Saved data entries:
Content starts

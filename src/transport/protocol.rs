//! Wire protocol between the engine and display clients: newline-delimited
//! JSON, one tagged event per line, over a persistent duplex TCP session.
//!
//! Frames carry no per-frame identifier; delivery order is capture order,
//! and a client that reconnects mid-stream resynchronizes with `get_modes`
//! plus `start_rendering` rather than resuming a sequence.

use serde::{Deserialize, Serialize};
use thiserror::Error;

use crate::control::audio::AudioSource;

#[derive(Debug, Error)]
pub enum ProtocolError {
    #[error("malformed event: {0}")]
    Malformed(#[from] serde_json::Error),

    #[error("transport io: {0}")]
    Io(#[from] std::io::Error),

    #[error("connection closed")]
    Closed,
}

#[derive(Clone, Copy, Debug, Deserialize, Eq, PartialEq, Serialize)]
#[serde(rename_all = "snake_case")]
pub enum Severity {
    Info,
    Success,
    Warning,
    Error,
}

#[derive(Clone, Debug, Deserialize, Eq, PartialEq, Serialize)]
pub struct ModeEntry {
    pub name: String,
    pub path: String,
}

fn default_level() -> f32 {
    0.5
}

fn default_frequency() -> f32 {
    440.0
}

/// Events a display client sends to the engine. The supervisory surface
/// (`health_check`, `set_modes_dir`, `shutdown`) rides the same channel.
#[derive(Clone, Debug, Deserialize, PartialEq, Serialize)]
#[serde(tag = "type", rename_all = "snake_case")]
pub enum ClientEvent {
    GetModes,
    LoadMode {
        path: String,
    },
    /// Load a mode from inline source instead of disk.
    LoadModeContent {
        filename: String,
        content: String,
    },
    KnobChange {
        knob: u8,
        value: f32,
    },
    StartRendering,
    StopRendering,
    SetAudio {
        source: AudioSource,
        #[serde(default = "default_level")]
        level: f32,
        #[serde(default = "default_frequency")]
        frequency: f32,
    },
    /// Client-captured waveform pushed upstream for audio-reactive modes.
    AudioData {
        samples: Vec<f32>,
    },
    HealthCheck,
    SetModesDir {
        dir: String,
    },
    Shutdown,
}

#[derive(Clone, Debug, Deserialize, PartialEq, Serialize)]
#[serde(tag = "type", rename_all = "snake_case")]
pub enum EngineEvent {
    ModesList {
        modes: Vec<ModeEntry>,
    },
    /// Encoded raster payload (`data:image/jpeg;base64,...`). Delivered in
    /// capture order.
    Frame {
        image: String,
    },
    Status {
        message: String,
        severity: Severity,
    },
    RenderingState {
        is_running: bool,
    },
    Health {
        ready: bool,
    },
}

pub fn encode<T: Serialize>(event: &T) -> Result<String, ProtocolError> {
    Ok(serde_json::to_string(event)?)
}

pub fn decode_client(line: &str) -> Result<ClientEvent, ProtocolError> {
    Ok(serde_json::from_str(line)?)
}

pub fn decode_engine(line: &str) -> Result<EngineEvent, ProtocolError> {
    Ok(serde_json::from_str(line)?)
}
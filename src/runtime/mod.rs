//! Engine runtime: frame pacing, the render worker, the scheduler that
//! coordinates them, and the dispatch loop tying transport to rendering.

pub mod engine;
pub mod events;
pub mod frame_clock;
pub mod scheduler;
pub mod worker;
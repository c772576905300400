use std::f32::consts::PI;

pub const TWO_PI: f32 = PI * 2.0;

/// `ternary!(cond, true_case, false_case)`
#[macro_export]
macro_rules! ternary {
    ($condition: expr, $_true: expr, $_false: expr) => {
        if $condition { $_true } else { $_false }
    };
}

/// Clamp a value into the unit interval.
pub fn unit(value: f32) -> f32 {
    value.clamp(0.0, 1.0)
}

/// Map a hue in degrees onto a fully-saturated RGB triple. Small HSV-wheel
/// helper shared by the color pickers exposed to mode scripts.
pub fn hue_to_rgb(hue_degrees: f32) -> [u8; 3] {
    let hue = hue_degrees.rem_euclid(360.0);
    let h = hue / 60.0;
    let c = 255.0;
    let x = c * (1.0 - ((h % 2.0) - 1.0).abs());

    let (r, g, b) = if h < 1.0 {
        (c, x, 0.0)
    } else if h < 2.0 {
        (x, c, 0.0)
    } else if h < 3.0 {
        (0.0, c, x)
    } else if h < 4.0 {
        (0.0, x, c)
    } else if h < 5.0 {
        (x, 0.0, c)
    } else {
        (c, 0.0, x)
    };

    [r as u8, g as u8, b as u8]
}
//! The mode worker thread. Script hooks run here, never on the scheduler
//! thread, so a runaway `draw` can be timed out by the scheduler instead of
//! freezing the whole engine.

use std::sync::mpsc::{Receiver, Sender, channel};
use std::thread::{self, JoinHandle};

use crate::control::{ControlState, ModeWriteback};
use crate::core::logging::debug;
use crate::mode::script::RhaiHost;
use crate::mode::{ModeHost, ModeLoadError, ModeRuntimeError};

/// A successful frame: the encoded image plus the fields the script wrote.
#[derive(Clone, Debug)]
pub struct TickOutput {
    pub image: String,
    pub writeback: ModeWriteback,
}

#[derive(Debug)]
pub enum TickError {
    Draw(ModeRuntimeError),
    Encode(String),
}

pub type TickReply = Result<TickOutput, TickError>;
pub type LoadReply = Result<ModeWriteback, ModeLoadError>;

pub enum WorkerCommand {
    Load {
        name: String,
        source: String,
        state: ControlState,
        reply: Sender<LoadReply>,
    },
    Tick {
        state: ControlState,
        reply: Sender<TickReply>,
    },
    Shutdown,
}

pub struct WorkerHandle {
    tx: Sender<WorkerCommand>,
    join: Option<JoinHandle<()>>,
}

impl WorkerHandle {
    /// Request a load and return the receiver to wait on.
    pub fn request_load(
        &self,
        name: String,
        source: String,
        state: ControlState,
    ) -> Receiver<LoadReply> {
        let (reply, rx) = channel();
        let _ = self.tx.send(WorkerCommand::Load {
            name,
            source,
            state,
            reply,
        });
        rx
    }

    /// Request one frame and return the receiver to wait on. The caller
    /// decides how long to wait; a reply past the deadline is stale and
    /// simply dropped with the receiver.
    pub fn request_tick(&self, state: ControlState) -> Receiver<TickReply> {
        let (reply, rx) = channel();
        let _ = self.tx.send(WorkerCommand::Tick { state, reply });
        rx
    }

    pub fn shutdown(mut self) {
        let _ = self.tx.send(WorkerCommand::Shutdown);
        if let Some(join) = self.join.take() {
            let _ = join.join();
        }
    }
}

impl Drop for WorkerHandle {
    fn drop(&mut self) {
        let _ = self.tx.send(WorkerCommand::Shutdown);
        if let Some(join) = self.join.take() {
            let _ = join.join();
        }
    }
}

/// Spawn the worker. The script host lives entirely on the worker thread;
/// commands and replies are the only way in or out.
pub fn spawn(width: u32, height: u32, jpeg_quality: u8) -> WorkerHandle {
    let (tx, rx) = channel::<WorkerCommand>();

    let join = thread::spawn(move || {
        let mut host = ModeHost::new(RhaiHost::new(), width, height);

        while let Ok(command) = rx.recv() {
            match command {
                WorkerCommand::Load {
                    name,
                    source,
                    state,
                    reply,
                } => {
                    debug!("loading mode {name}");
                    let _ = reply.send(host.load(&name, &source, &state));
                }
                WorkerCommand::Tick { state, reply } => {
                    let result = host
                        .tick(&state)
                        .map_err(TickError::Draw)
                        .and_then(|writeback| {
                            host.with_surface(|surface| {
                                surface.encode_jpeg_data_uri(jpeg_quality)
                            })
                            .map(|image| TickOutput { image, writeback })
                            .map_err(|e| TickError::Encode(e.to_string()))
                        });
                    let _ = reply.send(result);
                }
                WorkerCommand::Shutdown => break,
            }
        }
    });

    WorkerHandle {
        tx,
        join: Some(join),
    }
}

#[cfg(test)]
mod tests {
    use super::*;
    use std::time::Duration;

    const WAIT: Duration = Duration::from_secs(5);

    #[test]
    fn load_then_tick_yields_a_frame() {
        let worker = spawn(32, 32, 85);
        let state = ControlState::default();

        let load = worker.request_load(
            "red".into(),
            "fn draw(screen, etc) { screen.fill([255, 0, 0]); }".into(),
            state.clone(),
        );
        load.recv_timeout(WAIT).unwrap().unwrap();

        let tick = worker.request_tick(state);
        let output = tick.recv_timeout(WAIT).unwrap().unwrap();
        assert!(output.image.starts_with("data:image/jpeg;base64,"));

        worker.shutdown();
    }

    #[test]
    fn tick_without_a_mode_reports_a_draw_error() {
        let worker = spawn(16, 16, 85);
        let tick = worker.request_tick(ControlState::default());
        let err = tick.recv_timeout(WAIT).unwrap().unwrap_err();
        assert!(matches!(err, TickError::Draw(_)));
        worker.shutdown();
    }

    #[test]
    fn failed_load_leaves_previous_mode_active() {
        let worker = spawn(16, 16, 85);
        let state = ControlState::default();

        worker
            .request_load(
                "ok".into(),
                "fn draw(screen, etc) { }".into(),
                state.clone(),
            )
            .recv_timeout(WAIT)
            .unwrap()
            .unwrap();

        let err = worker
            .request_load("bad".into(), "fn draw( {".into(), state.clone())
            .recv_timeout(WAIT)
            .unwrap()
            .unwrap_err();
        assert!(matches!(err, ModeLoadError::Compile(_)));

        // Previous mode still draws.
        let tick = worker.request_tick(state);
        assert!(tick.recv_timeout(WAIT).unwrap().is_ok());
        worker.shutdown();
    }

    #[test]
    fn stale_reply_is_dropped_with_its_receiver() {
        let worker = spawn(16, 16, 85);
        let state = ControlState::default();
        worker
            .request_load(
                "ok".into(),
                "fn draw(screen, etc) { }".into(),
                state.clone(),
            )
            .recv_timeout(WAIT)
            .unwrap()
            .unwrap();

        // Abandon the reply channel, then make sure the worker is still
        // responsive to a fresh request.
        drop(worker.request_tick(state.clone()));
        let tick = worker.request_tick(state);
        assert!(tick.recv_timeout(WAIT).unwrap().is_ok());
        worker.shutdown();
    }
}
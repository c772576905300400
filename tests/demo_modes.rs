//! The shipped demo modes must load and draw with default control state.

use std::fs;
use std::path::PathBuf;

use ocellus::control::ControlState;
use ocellus::mode::ModeHost;
use ocellus::mode::script::RhaiHost;

fn shipped_modes_dir() -> PathBuf {
    PathBuf::from(env!("CARGO_MANIFEST_DIR")).join("modes")
}

#[test]
fn every_shipped_mode_loads_and_draws() {
    let mut checked = 0;
    for entry in fs::read_dir(shipped_modes_dir()).unwrap() {
        let dir = entry.unwrap().path();
        let entry_point = dir.join("main.rhai");
        if !entry_point.is_file() {
            continue;
        }

        let name = dir.file_name().unwrap().to_string_lossy().into_owned();
        let source = fs::read_to_string(&entry_point).unwrap();

        let mut host = ModeHost::new(RhaiHost::new(), 320, 180);
        let state = ControlState {
            width: 320,
            height: 180,
            ..ControlState::default()
        };
        host.load(&name, &source, &state)
            .unwrap_or_else(|e| panic!("{name} failed to load: {e}"));

        // Two frames so modes with per-frame state exercise it.
        for _ in 0..2 {
            host.tick(&state)
                .unwrap_or_else(|e| panic!("{name} failed to draw: {e}"));
        }
        checked += 1;
    }
    assert!(checked >= 3, "expected the shipped demo modes to be present");
}
//! Internal events feeding the engine's dispatch loop. Every input source
//! (client sessions, the scheduler) funnels into one channel so dispatch
//! stays single-threaded.

use crate::transport::protocol::{ClientEvent, Severity};
use crate::transport::server::ClientId;

/// One captured frame. `seq` is assigned in capture order and never resets
/// within an engine lifetime, stop/start included.
#[derive(Clone, Debug)]
pub struct Frame {
    pub seq: u64,
    pub image: String,
}

#[derive(Debug)]
pub enum AppEvent {
    Connected(ClientId),
    Disconnected(ClientId),
    Client(ClientId, ClientEvent),
    FrameCaptured(Frame),
    SchedulerStatus {
        message: String,
        severity: Severity,
    },
    /// The scheduler stopped itself, e.g. after repeated draw failures.
    SchedulerStopped {
        reason: String,
    },
    Shutdown,
}
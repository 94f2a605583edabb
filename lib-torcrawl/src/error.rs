use thiserror::Error;

#[derive(Debug, Error)]
pub enum Error {
    #[error("bad socks5 proxy address: {0}")]
    BadProxy(String),
    #[error("failed to build http client: {0}")]
    Client(#[source] reqwest::Error),
    #[error("fetch error: {0}")]
    Fetch(#[from] reqwest::Error),
    #[error("url parse error: {0}")]
    UrlParseError(#[from] url::ParseError),
    #[error("bad link: {0}")]
    BadLink(String),
    #[error("unaccepted scheme: {0}")]
    UnacceptedScheme(String),
    #[error("no host: {0}")]
    NoHost(String),
    #[error("bad configuration: {0}")]
    BadConfig(String),
    #[error("crawl interrupted")]
    Interrupted,
    #[error("io error: {0}")]
    Io(#[from] std::io::Error),
    #[error("{0}")]
    Custom(String),
}

impl Error {
    /// Whether this error stands for external cancellation, as opposed to a
    /// failure of the crawl itself.
    pub fn is_interrupted(&self) -> bool {
        matches!(self, Error::Interrupted)
    }
}

impl From<String> for Error {
    fn from(this: String) -> Error {
        Error::Custom(this)
    }
}
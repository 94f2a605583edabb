use async_trait::async_trait;
use http::StatusCode;
use serde_derive::Serialize;
use std::fs::File;
use std::path::Path;
use std::sync::{Arc, Mutex};
use url::Url;

use super::frontier::Task;
use crate::Error;

/// Status text used when there is no HTTP status to report: fetch failures
/// and statuses outside the registered set.
pub const UNKNOWN_STATUS: &str = "UNKNOWN";

/// The per-fetch outcome streamed to sinks, exactly one per dequeued task.
#[derive(Debug, Clone, Serialize)]
pub struct Record {
    pub url: Url,
    pub depth: u16,
    pub status_code: u16,
    pub status: String,
    pub num_links: usize,
    pub parent: Option<Url>,
}

impl Record {
    /// A record for a fetch that produced an HTTP response, whatever the
    /// status was.
    pub fn response(task: &Task, status_code: StatusCode, num_links: usize) -> Record {
        Record {
            url: task.url.clone(),
            depth: task.depth,
            status_code: status_code.as_u16(),
            status: status_code
                .canonical_reason()
                .unwrap_or(UNKNOWN_STATUS)
                .to_owned(),
            num_links,
            parent: task.parent.clone(),
        }
    }

    /// A record for a fetch that never produced a response (DNS, dial, TLS,
    /// timeout). Status code 0 is the documented sentinel.
    pub fn fetch_failure(task: &Task) -> Record {
        Record {
            url: task.url.clone(),
            depth: task.depth,
            status_code: 0,
            status: UNKNOWN_STATUS.to_owned(),
            num_links: 0,
            parent: task.parent.clone(),
        }
    }
}

/// A consumer of per-fetch outcomes. Implementations are called from every
/// worker at once and must synchronize internally.
#[async_trait]
pub trait Sink: 'static + Send + Sync {
    async fn publish(&self, record: Record) -> Result<(), anyhow::Error>;
}

/// List mode for logs: one info line per record.
pub struct LogSink;

#[async_trait]
impl Sink for LogSink {
    async fn publish(&self, record: Record) -> Result<(), anyhow::Error> {
        log::info!(
            "depth={} url={} status={} links={}",
            record.depth,
            record.url,
            record.status_code,
            record.num_links,
        );
        Ok(())
    }
}

/// Spreadsheet download: one Link/Status row per record.
pub struct CsvSink {
    writer: Mutex<csv::Writer<File>>,
}

impl CsvSink {
    pub fn create<P: AsRef<Path>>(path: P) -> Result<CsvSink, Error> {
        let mut writer = csv::Writer::from_writer(File::create(path)?);
        writer
            .write_record(["Link", "Status"])
            .map_err(|err| Error::Custom(format!("spreadsheet header: {err}")))?;

        Ok(CsvSink {
            writer: Mutex::new(writer),
        })
    }

    /// The conventional output name, `{host}_depth_{depth}.csv`.
    pub fn file_name(seed: &Url, depth: u16) -> String {
        format!("{}_depth_{}.csv", seed.host_str().unwrap_or("crawl"), depth)
    }

    pub fn finish(&self) -> Result<(), Error> {
        self.writer
            .lock()
            .expect("csv writer poisoned")
            .flush()
            .map_err(Error::Io)
    }
}

#[async_trait]
impl Sink for CsvSink {
    async fn publish(&self, record: Record) -> Result<(), anyhow::Error> {
        let status = format!("{} {}", record.status_code, record.status);
        let mut writer = self.writer.lock().expect("csv writer poisoned");
        writer.write_record([record.url.as_str(), status.as_str()])?;
        Ok(())
    }
}

/// Publishes every record to several sinks in turn.
pub struct FanoutSink {
    sinks: Vec<Arc<dyn Sink>>,
}

impl FanoutSink {
    pub fn new(sinks: Vec<Arc<dyn Sink>>) -> FanoutSink {
        FanoutSink { sinks }
    }
}

#[async_trait]
impl Sink for FanoutSink {
    async fn publish(&self, record: Record) -> Result<(), anyhow::Error> {
        for sink in &self.sinks {
            sink.publish(record.clone()).await?;
        }
        Ok(())
    }
}

/// Collects records in memory; handy for tests and for one-shot extractors.
#[derive(Debug, Default)]
pub struct MemorySink {
    records: Mutex<Vec<Record>>,
}

impl MemorySink {
    pub fn new() -> MemorySink {
        MemorySink::default()
    }

    pub fn records(&self) -> Vec<Record> {
        self.records.lock().expect("record buffer poisoned").clone()
    }
}

#[async_trait]
impl Sink for MemorySink {
    async fn publish(&self, record: Record) -> Result<(), anyhow::Error> {
        self.records
            .lock()
            .expect("record buffer poisoned")
            .push(record);
        Ok(())
    }
}
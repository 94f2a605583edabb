use lazy_static::lazy_static;
use scraper::{Html, Selector};
use url::Url;

use crate::crawler::Downloader;
use crate::Error;

/// The well-known page that reports the observed egress IP.
pub const DEFAULT_CHECK_URL: &str = "https://check.torproject.org/";

lazy_static! {
    static ref STRONG: Selector = Selector::parse("strong").expect("failed to parse static selector");
}

/// Fetches `check_url` and returns the text of the first `<strong>` on the
/// page, which on the Tor check page is the exit IP. A page without one
/// yields an empty string; only transport trouble is an error.
pub async fn exit_ip(downloader: &dyn Downloader, check_url: &Url) -> Result<String, Error> {
    let downloaded = downloader.download(check_url).await?;
    let html = Html::parse_document(&String::from_utf8_lossy(&downloaded.content));

    Ok(html
        .select(&STRONG)
        .next()
        .and_then(|element| element.text().next())
        .map(|text| text.trim().to_owned())
        .unwrap_or_default())
}

#[cfg(test)]
mod tests {
    use super::*;
    use crate::crawler::{ClientOpts, HttpDownloader};

    fn local_downloader() -> HttpDownloader {
        HttpDownloader::new(&ClientOpts {
            use_tor: false,
            ..ClientOpts::default()
        })
        .unwrap()
    }

    #[tokio::test]
    async fn reads_the_first_strong_tag() {
        let mut server = mockito::Server::new_async().await;
        let _check = server
            .mock("GET", "/")
            .with_status(200)
            .with_body("<html><body><p>Your IP: <strong>Random IP Address</strong></p></body></html>")
            .create_async()
            .await;

        let downloader = local_downloader();
        let url = Url::parse(&server.url()).unwrap();
        assert_eq!(exit_ip(&downloader, &url).await.unwrap(), "Random IP Address");
    }

    #[tokio::test]
    async fn page_without_strong_yields_empty() {
        let mut server = mockito::Server::new_async().await;
        let _check = server
            .mock("GET", "/")
            .with_status(200)
            .with_body("<html><body><p>nothing to see</p></body></html>")
            .create_async()
            .await;

        let downloader = local_downloader();
        let url = Url::parse(&server.url()).unwrap();
        assert_eq!(exit_ip(&downloader, &url).await.unwrap(), "");
    }

    #[tokio::test]
    async fn transport_error_is_surfaced() {
        let downloader = HttpDownloader::new(&ClientOpts {
            use_tor: false,
            dial_timeout: std::time::Duration::from_millis(300),
            request_timeout: std::time::Duration::from_millis(800),
            ..ClientOpts::default()
        })
        .unwrap();

        let url = Url::parse("http://127.0.0.1:9/").unwrap();
        assert!(exit_ip(&downloader, &url).await.is_err());
    }
}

Content ends

Return only the part of the records above that opens with the line containing "let c = 255.0;" and closes with the line containing "pub type TickReply", ends included.

    let c = 255.0;
    let x = c * (1.0 - ((h % 2.0) - 1.0).abs());

    let (r, g, b) = if h < 1.0 {
        (c, x, 0.0)
    } else if h < 2.0 {
        (x, c, 0.0)
    } else if h < 3.0 {
        (0.0, c, x)
    } else if h < 4.0 {
        (0.0, x, c)
    } else if h < 5.0 {
        (x, 0.0, c)
    } else {
        (c, 0.0, x)
    };

    [r as u8, g as u8, b as u8]
}
//! The mode worker thread. Script hooks run here, never on the scheduler
//! thread, so a runaway `draw` can be timed out by the scheduler instead of
//! freezing the whole engine.

use std::sync::mpsc::{Receiver, Sender, channel};
use std::thread::{self, JoinHandle};

use crate::control::{ControlState, ModeWriteback};
use crate::core::logging::debug;
use crate::mode::script::RhaiHost;
use crate::mode::{ModeHost, ModeLoadError, ModeRuntimeError};

/// A successful frame: the encoded image plus the fields the script wrote.
#[derive(Clone, Debug)]
pub struct TickOutput {
    pub image: String,
    pub writeback: ModeWriteback,
}

#[derive(Debug)]
pub enum TickError {
    Draw(ModeRuntimeError),
    Encode(String),
}

pub type TickReply = Result<TickOutput, TickError>;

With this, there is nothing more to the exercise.